West Virginia had the highest rate of opioid deaths in the U.S. in 2016, at 43.4 deaths per 100,000. Actually, at 75.4 years, West Virginia has the lowest life expectancy of any state except Mississippi.  The only measured category of death where West Virginia isn’t running with the front of the pack is Alzheimers, one supposes because people don’t live long enough to die of Alzheimers. You want to die by accident? Move to West Virginia. You want to die by suicide or gunshot or meth or black lung? Move to West Virginia. Your chances are usually right up there at the top.

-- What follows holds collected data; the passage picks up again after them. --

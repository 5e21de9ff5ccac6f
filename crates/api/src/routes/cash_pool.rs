//! Cash pool route.

use axum::{
    Json, Router,
    extract::State,
    http::StatusCode,
    response::IntoResponse,
    routing::get,
};
use rust_decimal::Decimal;
use serde::Serialize;
use serde_json::json;
use tracing::error;

use crate::{AppState, middleware::AuthStaff};
use aula_db::PaymentRepository;

/// Creates the cash pool routes (requires auth middleware to be applied externally).
pub fn routes() -> Router<AppState> {
    Router::new().route("/treasury/cash-pool", get(cash_pool))
}

/// Cash pool response.
#[derive(Debug, Serialize)]
pub struct CashPoolResponse {
    /// Confirmed inflows.
    #[serde(rename = "in")]
    pub inflow: Decimal,
    /// Confirmed outflows.
    pub out: Decimal,
    /// `in - out`.
    pub net: Decimal,
}

/// GET `/treasury/cash-pool` - Confirmed inflows, outflows, and net pool.
async fn cash_pool(State(state): State<AppState>, _staff: AuthStaff) -> impl IntoResponse {
    let repo = PaymentRepository::new((*state.db).clone());

    match repo.cash_pool().await {
        Ok(pool) => (
            StatusCode::OK,
            Json(CashPoolResponse {
                inflow: pool.inflow,
                out: pool.outflow,
                net: pool.net(),
            }),
        )
            .into_response(),
        Err(e) => {
            error!(error = %e, "Failed to compute cash pool");
            (
                StatusCode::INTERNAL_SERVER_ERROR,
                Json(json!({
                    "error": "internal_error",
                    "message": "An error occurred"
                })),
            )
                .into_response()
        }
    }
}
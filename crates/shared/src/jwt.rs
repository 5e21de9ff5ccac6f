//! Staff token validation.
//!
//! Tokens are issued by the academy's identity service; this backend only
//! validates them and reads the role claim.

use chrono::{Duration, Utc};
use jsonwebtoken::{DecodingKey, EncodingKey, Header, Validation, decode, encode};
use thiserror::Error;
use uuid::Uuid;

use crate::auth::{Claims, StaffRole};

/// JWT configuration.
#[derive(Debug, Clone)]
pub struct JwtConfig {
    /// Secret key shared with the identity service.
    pub secret: String,
    /// Access token expiration in minutes (used when minting test tokens).
    pub access_token_expires_minutes: i64,
}

impl Default for JwtConfig {
    fn default() -> Self {
        Self {
            secret: "change-me-in-production".to_string(),
            access_token_expires_minutes: 15,
        }
    }
}

/// Errors that can occur during JWT operations.
#[derive(Debug, Error)]
pub enum JwtError {
    /// Token encoding failed.
    #[error("failed to encode token: {0}")]
    EncodingError(String),

    /// Token has expired.
    #[error("token has expired")]
    Expired,

    /// Token is invalid.
    #[error("invalid token")]
    Invalid,
}

/// JWT service for staff token operations.
#[derive(Clone)]
pub struct JwtService {
    config: JwtConfig,
    encoding_key: EncodingKey,
    decoding_key: DecodingKey,
}

impl std::fmt::Debug for JwtService {
    fn fmt(&self, f: &mut std::fmt::Formatter<'_>) -> std::fmt::Result {
        f.debug_struct("JwtService")
            .field("config", &self.config)
            .field("encoding_key", &"[hidden]")
            .field("decoding_key", &"[hidden]")
            .finish()
    }
}

impl JwtService {
    /// Creates a new JWT service with the given configuration.
    #[must_use]
    pub fn new(config: JwtConfig) -> Self {
        let encoding_key = EncodingKey::from_secret(config.secret.as_bytes());
        let decoding_key = DecodingKey::from_secret(config.secret.as_bytes());
        Self {
            config,
            encoding_key,
            decoding_key,
        }
    }

    /// Generates a staff access token.
    ///
    /// Production tokens come from the identity service; this is used by
    /// local tooling and tests.
    ///
    /// # Errors
    ///
    /// Returns `JwtError::EncodingError` if token generation fails.
    pub fn generate_access_token(
        &self,
        staff_id: Uuid,
        role: StaffRole,
    ) -> Result<String, JwtError> {
        let expires_at = Utc::now() + Duration::minutes(self.config.access_token_expires_minutes);
        let claims = Claims::new(staff_id, role, expires_at);

        encode(&Header::default(), &claims, &self.encoding_key)
            .map_err(|e| JwtError::EncodingError(e.to_string()))
    }

    /// Validates and decodes a staff token.
    ///
    /// # Errors
    ///
    /// Returns `JwtError::Expired` if the token has expired, or
    /// `JwtError::Invalid` for any other validation failure.
    pub fn validate_token(&self, token: &str) -> Result<Claims, JwtError> {
        let validation = Validation::default();

        decode::<Claims>(token, &self.decoding_key, &validation)
            .map(|data| data.claims)
            .map_err(|e| match e.kind() {
                jsonwebtoken::errors::ErrorKind::ExpiredSignature => JwtError::Expired,
                _ => JwtError::Invalid,
            })
    }
}

#[cfg(test)]
mod tests {
    use super::*;

    fn service() -> JwtService {
        JwtService::new(JwtConfig {
            secret: "test-secret".to_string(),
            access_token_expires_minutes: 15,
        })
    }

    #[test]
    fn test_generate_and_validate_token() {
        let svc = service();
        let staff_id = Uuid::now_v7();

        let token = svc
            .generate_access_token(staff_id, StaffRole::Accountant)
            .unwrap();
        let claims = svc.validate_token(&token).unwrap();

        assert_eq!(claims.staff_id(), staff_id);
        assert_eq!(claims.role, StaffRole::Accountant);
    }

    #[test]
    fn test_validate_rejects_garbage() {
        let svc = service();
        assert!(matches!(
            svc.validate_token("not-a-token"),
            Err(JwtError::Invalid)
        ));
    }

    #[test]
    fn test_validate_rejects_wrong_secret() {
        let svc = service();
        let other = JwtService::new(JwtConfig {
            secret: "different-secret".to_string(),
            access_token_expires_minutes: 15,
        });

        let token = other
            .generate_access_token(Uuid::now_v7(), StaffRole::Admin)
            .unwrap();
        assert!(svc.validate_token(&token).is_err());
    }
}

Here’s the oddest thing about West Virginia: it’s 93.6 percent white. If someone told me that a state was 93.6 percent white, I’d assume we were talking about Idaho or Utah. Virginia is 68 percent white, 19 percent black.  Maryland is 58 percent white, 29 percent black. West Virginia is 93.6 percent white. That’s a lot of white folk.

Settlement by whites was pretty thorough, but it didn’t really kick off until the mid-18th century.  The French and Indian War was fought in part over the Ohio Valley, which stretches from Pennsylvania down to Kentucky, with West Virginia at its heart. After the release of claims by the Iroquois and Cherokee (surely absent violence), settlers started in. Ok, they started earlier, but they started in now with England’s blessing.  First were Germans, and lots of Scots via Ulster, the Scotch-Irish.

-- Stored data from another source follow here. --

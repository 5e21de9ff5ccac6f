//! Obligation listing routes.

use axum::{
    Json, Router,
    extract::{Path, Query, State},
    http::StatusCode,
    response::IntoResponse,
    routing::get,
};
use chrono::NaiveDate;
use rust_decimal::Decimal;
use serde::{Deserialize, Serialize};
use serde_json::json;
use tracing::error;
use uuid::Uuid;

use crate::{AppState, middleware::AuthStaff};
use aula_db::ObligationRepository;
use aula_db::entities::{obligations, sea_orm_active_enums::ObligationState};

/// Creates the obligation routes (requires auth middleware to be applied externally).
pub fn routes() -> Router<AppState> {
    Router::new().route("/treasury/obligations/{account_id}", get(list_obligations))
}

/// Query parameters for listing obligations.
#[derive(Debug, Deserialize)]
pub struct ListObligationsQuery {
    /// "pending" (default) or "all".
    pub state: Option<String>,
}

/// Response for one obligation.
#[derive(Debug, Serialize)]
pub struct ObligationResponse {
    /// Obligation ID.
    pub id: Uuid,
    /// "charge_session" or "payout_session".
    pub kind: String,
    /// Face amount.
    pub amount: Decimal,
    /// Unsettled portion.
    pub remaining: Decimal,
    /// Accrual date.
    pub accrual_date: NaiveDate,
    /// "pending" or "settled".
    pub state: String,
    /// Session that produced the obligation.
    pub session_id: Uuid,
    /// Free-text detail.
    pub detail: String,
}

impl From<obligations::Model> for ObligationResponse {
    fn from(row: obligations::Model) -> Self {
        Self {
            id: row.id,
            kind: match row.kind {
                aula_db::entities::sea_orm_active_enums::ObligationKind::ChargeSession => {
                    "charge_session".to_string()
                }
                aula_db::entities::sea_orm_active_enums::ObligationKind::PayoutSession => {
                    "payout_session".to_string()
                }
            },
            amount: row.amount,
            remaining: row.remaining,
            accrual_date: row.accrual_date,
            state: match row.state {
                ObligationState::Pending => "pending".to_string(),
                ObligationState::Settled => "settled".to_string(),
            },
            session_id: row.session_id,
            detail: row.detail,
        }
    }
}

/// GET `/treasury/obligations/{account_id}` - Obligations for an account in
/// settlement order.
async fn list_obligations(
    State(state): State<AppState>,
    _staff: AuthStaff,
    Path(account_id): Path<Uuid>,
    Query(query): Query<ListObligationsQuery>,
) -> impl IntoResponse {
    let filter = match query.state.as_deref() {
        None | Some("pending") => Some(ObligationState::Pending),
        Some("all") => None,
        Some(other) => {
            return (
                StatusCode::BAD_REQUEST,
                Json(json!({
                    "error": "invalid_state",
                    "message": format!("Unknown obligation state filter: {other}")
                })),
            )
                .into_response();
        }
    };

    let repo = ObligationRepository::new((*state.db).clone());

    match repo.list_for_account(account_id, filter).await {
        Ok(rows) => {
            let obligations: Vec<ObligationResponse> =
                rows.into_iter().map(ObligationResponse::from).collect();
            (StatusCode::OK, Json(json!({ "obligations": obligations }))).into_response()
        }
        Err(e) => {
            error!(error = %e, %account_id, "Failed to list obligations");
            (
                StatusCode::INTERNAL_SERVER_ERROR,
                Json(json!({
                    "error": "internal_error",
                    "message": "An error occurred"
                })),
            )
                .into_response()
        }
    }
}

From early on, West Virginia was different from the rest of Virginia.  It was subsistence living that didn’t support slaves, at least until coal mining.

Louis Hine, 1911

During the Civil War there were two areas in the seceding states that were strongly pro-Union, Western Virginia and Eastern Tennessee.  It was Lincoln’s dream that Eastern Tennessee would separate from the Confederacy, but it never did.  West Virginia did. On Amazon you can still find books about why the separation of West Virginia from Virginia was unlawful and unconstitutional.  Get over it.

Coal was the 18th century’s oil. It was the rural industry that turned us into a modern nation. It was and is a bloody, dangerous, unforgiving industry. Coal gave us some of the most violent labor disputes in the nation’s history: think machine guns mounted on train cars and fired into union strikers. Over 150 years coal gave us Mother Jones, strip mining and mountain-top removal and other ecological destruction, mine deaths, and a purchased West Virginia supreme court. it’s all Hatfields and McCoys, one way or the other. It’s always The Wild and Wonderful Whites of West Virginia, but sometimes at the corporate level.

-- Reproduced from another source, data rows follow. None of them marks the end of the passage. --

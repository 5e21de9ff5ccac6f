//! Session completion workflow.
//!
//! Marking a session given produces the money facts for that session: a
//! charge obligation against the guardian and, when the course has a tutor,
//! a payout obligation for the tutor. Marking it cancelled records the
//! outcome and produces nothing. Both are idempotent per
//! `(enrollment_id, session_date)`, and a retry of a partially applied
//! completion heals whatever sibling rows are missing.

use aula_core::collaborators::{CollaboratorError, GuardianContact, GuardianDirectory,
    ScheduleProvider};
use aula_core::sessions::{self, DaySchedule, StateConflict, Transition};
use aula_shared::types::CourseId;
use chrono::{Datelike, NaiveDate, Utc};
use rust_decimal::Decimal;
use sea_orm::sea_query::OnConflict;
use sea_orm::{
    ActiveModelTrait, ColumnTrait, ConnectionTrait, DatabaseConnection, DatabaseTransaction, DbErr,
    EntityTrait, QueryFilter, Set, TransactionTrait,
};
use uuid::Uuid;

use crate::entities::{
    class_sessions, courses, enrollments, obligations, students,
    sea_orm_active_enums::{AccountKind, ObligationKind, SessionState},
};
use crate::repositories::account::{self, AccountError};
use crate::repositories::obligation::{self, NewObligation, ObligationError};
use crate::repositories::closing;

/// Error types for session workflow operations.
#[derive(Debug, thiserror::Error)]
pub enum SessionError {
    /// Enrollment not found.
    #[error("Enrollment not found: {0}")]
    EnrollmentNotFound(Uuid),

    /// Student referenced by the enrollment not found.
    #[error("Student not found: {0}")]
    StudentNotFound(Uuid),

    /// Course referenced by the enrollment not found.
    #[error("Course not found: {0}")]
    CourseNotFound(Uuid),

    /// The course has no schedule on the given weekday.
    #[error("Course {course_id} has no schedule on {date}")]
    NoScheduleForDay {
        /// The course.
        course_id: Uuid,
        /// The requested day.
        date: NaiveDate,
    },

    /// No guardian could be resolved for the student.
    #[error("No guardian linked to student {0} and no contact to resolve one")]
    GuardianUnresolved(Uuid),

    /// The session already has the opposite outcome.
    #[error(transparent)]
    StateConflict(#[from] StateConflict),

    /// The date falls inside a closed period.
    #[error("Date {date} falls in a closed period (closed through {closed_through})")]
    PeriodClosed {
        /// The rejected session date.
        date: NaiveDate,
        /// Boundary of the closed period.
        closed_through: NaiveDate,
    },

    /// A collaborator failed; nothing was applied.
    #[error(transparent)]
    Collaborator(#[from] CollaboratorError),

    /// Obligation creation failed.
    #[error(transparent)]
    Obligation(#[from] ObligationError),

    /// Account creation failed.
    #[error(transparent)]
    Account(#[from] AccountError),

    /// Database error.
    #[error("Database error: {0}")]
    Database(#[from] DbErr),
}

/// Result of completing a session.
#[derive(Debug, Clone)]
pub struct CompletionOutcome {
    /// The session row.
    pub session: class_sessions::Model,
    /// The guardian charge obligation.
    pub charge: obligations::Model,
    /// The tutor payout obligation, when the course has a tutor.
    pub payout: Option<obligations::Model>,
    /// False when this call found the session already given.
    pub created: bool,
}

/// Result of cancelling a session for a day.
#[derive(Debug, Clone)]
pub struct CancellationOutcome {
    /// The session row.
    pub session: class_sessions::Model,
    /// False when this call found the session already cancelled.
    pub created: bool,
}

/// Orchestrates session outcomes and the money facts they produce.
#[derive(Debug, Clone)]
pub struct SessionWorkflow<S, G> {
    db: DatabaseConnection,
    schedules: S,
    guardians: G,
}

impl<S, G> SessionWorkflow<S, G>
where
    S: ScheduleProvider,
    G: GuardianDirectory,
{
    /// Creates a new session workflow.
    pub const fn new(db: DatabaseConnection, schedules: S, guardians: G) -> Self {
        Self {
            db,
            schedules,
            guardians,
        }
    }

    /// Marks the enrollment's session on `date` as given.
    ///
    /// Creates the session row, the guardian account, the charge obligation,
    /// and the tutor payout obligation (when a tutor is assigned) in one
    /// transaction. Calling again with the same arguments changes nothing
    /// and reports `created: false`; a retry after a partial failure heals
    /// the missing rows.
    ///
    /// # Errors
    ///
    /// Returns an error if the enrollment chain is broken, the course has no
    /// schedule that weekday, no guardian can be resolved, the session was
    /// already cancelled, the date falls in a closed period, a collaborator
    /// fails, or a database operation fails.
    pub async fn complete(
        &self,
        enrollment_id: Uuid,
        date: NaiveDate,
    ) -> Result<CompletionOutcome, SessionError> {
        let (enrollment, student, course) = self.load_chain(enrollment_id).await?;

        let schedule = self
            .schedules
            .day_schedule(CourseId::from_uuid(course.id), date.weekday())
            .await?
            .ok_or(SessionError::NoScheduleForDay {
                course_id: course.id,
                date,
            })?;

        let guardian_id = self.resolve_guardian(&student).await?;

        let txn = self.db.begin().await?;

        ensure_period_open(&txn, date).await?;

        let (session, created) =
            upsert_session(&txn, enrollment_id, date, SessionState::Given, Some(&schedule)).await?;

        let guardian_account =
            account::get_or_create(&txn, AccountKind::Guardian, guardian_id).await?;

        let charge = obligation::create_if_absent(
            &txn,
            NewObligation {
                kind: ObligationKind::ChargeSession,
                account_id: guardian_account.id,
                amount: course.price,
                accrual_date: date,
                session_id: session.id,
                student_id: Some(student.id),
                tutor_id: course.tutor_id,
                course_id: Some(course.id),
                enrollment_id: Some(enrollment.id),
                detail: format!("{} on {date} for {}", course.name, student.full_name),
            },
        )
        .await?;

        let payout = match course.tutor_id {
            Some(tutor_id) if course.tutor_rate > Decimal::ZERO => {
                let tutor_account =
                    account::get_or_create(&txn, AccountKind::Tutor, tutor_id).await?;
                let row = obligation::create_if_absent(
                    &txn,
                    NewObligation {
                        kind: ObligationKind::PayoutSession,
                        account_id: tutor_account.id,
                        amount: course.tutor_rate,
                        accrual_date: date,
                        session_id: session.id,
                        student_id: Some(student.id),
                        tutor_id: Some(tutor_id),
                        course_id: Some(course.id),
                        enrollment_id: Some(enrollment.id),
                        detail: format!("{} on {date}, tutor payout", course.name),
                    },
                )
                .await?;
                Some(row)
            }
            _ => None,
        };

        // Heal the student's guardian link when it was resolved by contact.
        if student.guardian_id.is_none() {
            let mut active: students::ActiveModel = student.into();
            active.guardian_id = Set(Some(guardian_id));
            active.update(&txn).await?;
        }

        txn.commit().await?;

        Ok(CompletionOutcome {
            session,
            charge,
            payout,
            created,
        })
    }

    /// Marks the enrollment's session on `date` as cancelled.
    ///
    /// Produces no money facts. Calling again with the same arguments
    /// changes nothing; cancelling a session already given is a conflict.
    ///
    /// # Errors
    ///
    /// Returns an error if the enrollment does not exist, the session was
    /// already given, the date falls in a closed period, or a database
    /// operation fails.
    pub async fn cancel_for_day(
        &self,
        enrollment_id: Uuid,
        date: NaiveDate,
    ) -> Result<CancellationOutcome, SessionError> {
        enrollments::Entity::find_by_id(enrollment_id)
            .one(&self.db)
            .await?
            .ok_or(SessionError::EnrollmentNotFound(enrollment_id))?;

        let txn = self.db.begin().await?;

        ensure_period_open(&txn, date).await?;

        let (session, created) =
            upsert_session(&txn, enrollment_id, date, SessionState::Cancelled, None).await?;

        txn.commit().await?;

        Ok(CancellationOutcome { session, created })
    }

    /// Loads the enrollment and its student and course.
    async fn load_chain(
        &self,
        enrollment_id: Uuid,
    ) -> Result<(enrollments::Model, students::Model, courses::Model), SessionError> {
        let enrollment = enrollments::Entity::find_by_id(enrollment_id)
            .one(&self.db)
            .await?
            .ok_or(SessionError::EnrollmentNotFound(enrollment_id))?;

        let student = students::Entity::find_by_id(enrollment.student_id)
            .one(&self.db)
            .await?
            .ok_or(SessionError::StudentNotFound(enrollment.student_id))?;

        let course = courses::Entity::find_by_id(enrollment.course_id)
            .one(&self.db)
            .await?
            .ok_or(SessionError::CourseNotFound(enrollment.course_id))?;

        Ok((enrollment, student, course))
    }

    /// Resolves the student's guardian: direct link first, then the
    /// directory using the contact captured at intake.
    async fn resolve_guardian(&self, student: &students::Model) -> Result<Uuid, SessionError> {
        if let Some(guardian_id) = student.guardian_id {
            return Ok(guardian_id);
        }

        let contact = GuardianContact {
            name: student.guardian_name.clone(),
            email: student.guardian_email.clone(),
            phone: student.guardian_phone.clone(),
        };

        let resolved = self.guardians.find_or_create(&contact).await?;
        resolved
            .map(aula_shared::types::GuardianId::into_inner)
            .ok_or(SessionError::GuardianUnresolved(student.id))
    }
}

/// Rejects the date if it falls on or before the latest closing boundary.
async fn ensure_period_open(
    txn: &DatabaseTransaction,
    date: NaiveDate,
) -> Result<(), SessionError> {
    if let Some(closed_through) = closing::latest_closed_through(txn).await? {
        if date <= closed_through {
            return Err(SessionError::PeriodClosed {
                date,
                closed_through,
            });
        }
    }
    Ok(())
}

/// Inserts the session row for `(enrollment_id, date)` with the requested
/// state, or returns the existing row when it already holds that state.
///
/// Insert-on-conflict-do-nothing then re-select: two concurrent calls race
/// on the unique constraint and both observe the same row. The transition
/// rule is applied to the row actually stored, so a session cancelled by a
/// concurrent caller still rejects a completion.
async fn upsert_session<C: ConnectionTrait>(
    conn: &C,
    enrollment_id: Uuid,
    date: NaiveDate,
    requested: SessionState,
    schedule: Option<&DaySchedule>,
) -> Result<(class_sessions::Model, bool), SessionError> {
    let duration = schedule.map(|s| i32::try_from(s.duration_minutes()).unwrap_or(i32::MAX));

    let row = class_sessions::ActiveModel {
        id: Set(Uuid::now_v7()),
        enrollment_id: Set(enrollment_id),
        session_date: Set(date),
        state: Set(requested.clone()),
        duration_minutes: Set(duration),
        created_at: Set(Utc::now().into()),
    };

    let inserted = class_sessions::Entity::insert(row)
        .on_conflict(
            OnConflict::columns([
                class_sessions::Column::EnrollmentId,
                class_sessions::Column::SessionDate,
            ])
            .do_nothing()
            .to_owned(),
        )
        .exec_without_returning(conn)
        .await?;

    let stored = class_sessions::Entity::find()
        .filter(class_sessions::Column::EnrollmentId.eq(enrollment_id))
        .filter(class_sessions::Column::SessionDate.eq(date))
        .one(conn)
        .await?
        .ok_or_else(|| {
            DbErr::RecordNotFound(format!("session for enrollment {enrollment_id} on {date}"))
        })?;

    // The rule is applied to the row actually stored: when the insert lost
    // the race (or a previous call created the row), an equal state is a
    // no-op and a differing state is a conflict.
    let current: sessions::SessionState = stored.state.clone().into();
    let wanted: sessions::SessionState = requested.into();
    match sessions::transition(Some(current), wanted)? {
        Transition::Create | Transition::AlreadyInState => Ok((stored, inserted == 1)),
    }
}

Hills and hollers. It’s beautiful, a friend said. People use words like hollers when they talk about West Virginia.

When I put together my playlist of songs for West Virginia, it wasn’t very long. There was one person who I greatly admire but didn’t expect, Bill Withers, and there was lots of Mountain Music. And of course there was that John Denver theme: take me home.  It’s the most common theme of West Virginia songs: “My Home Among the Hills,” “West Virginia My Home,” “I Wanna Go Back to West Virginia,” “Green Rolling Hills.”  In our minds we love West Virginia. In our minds West Virginia is the idyllic wildness we yearn for.

I also put Appalachian Spring on the play list, and Mark O’Connor’s brilliant Appalachia Waltz.  O’Connor is from Seattle, and of course Copland was a Jewish kid from Brooklyn.  We all have our notions about Appalachia. Take me home.

***

I did finally get a decent photo of a bluegill, a tiny thing that hit a tiny yellow popper and as is their want hit it hard enough to take in the whole thing.  Lepomis machrochyrus. I originally misidentified the fish because it didn’t look like the pictures of a bluegill on the Texas Parks and Wildlife website, and maybe my fish is something entirely different.  Sunfish are wanton little devils, spawning from May to August, and apparently they hybridize readily among species.  This one has the wrong color fins and the colors generally seem off. It’s just as likely that this fish is the product of some unfortunate parental liaison between two breeds of sunfish.

I caught a nice bass on the same tiny fly,  next to the grass in a pond backwater.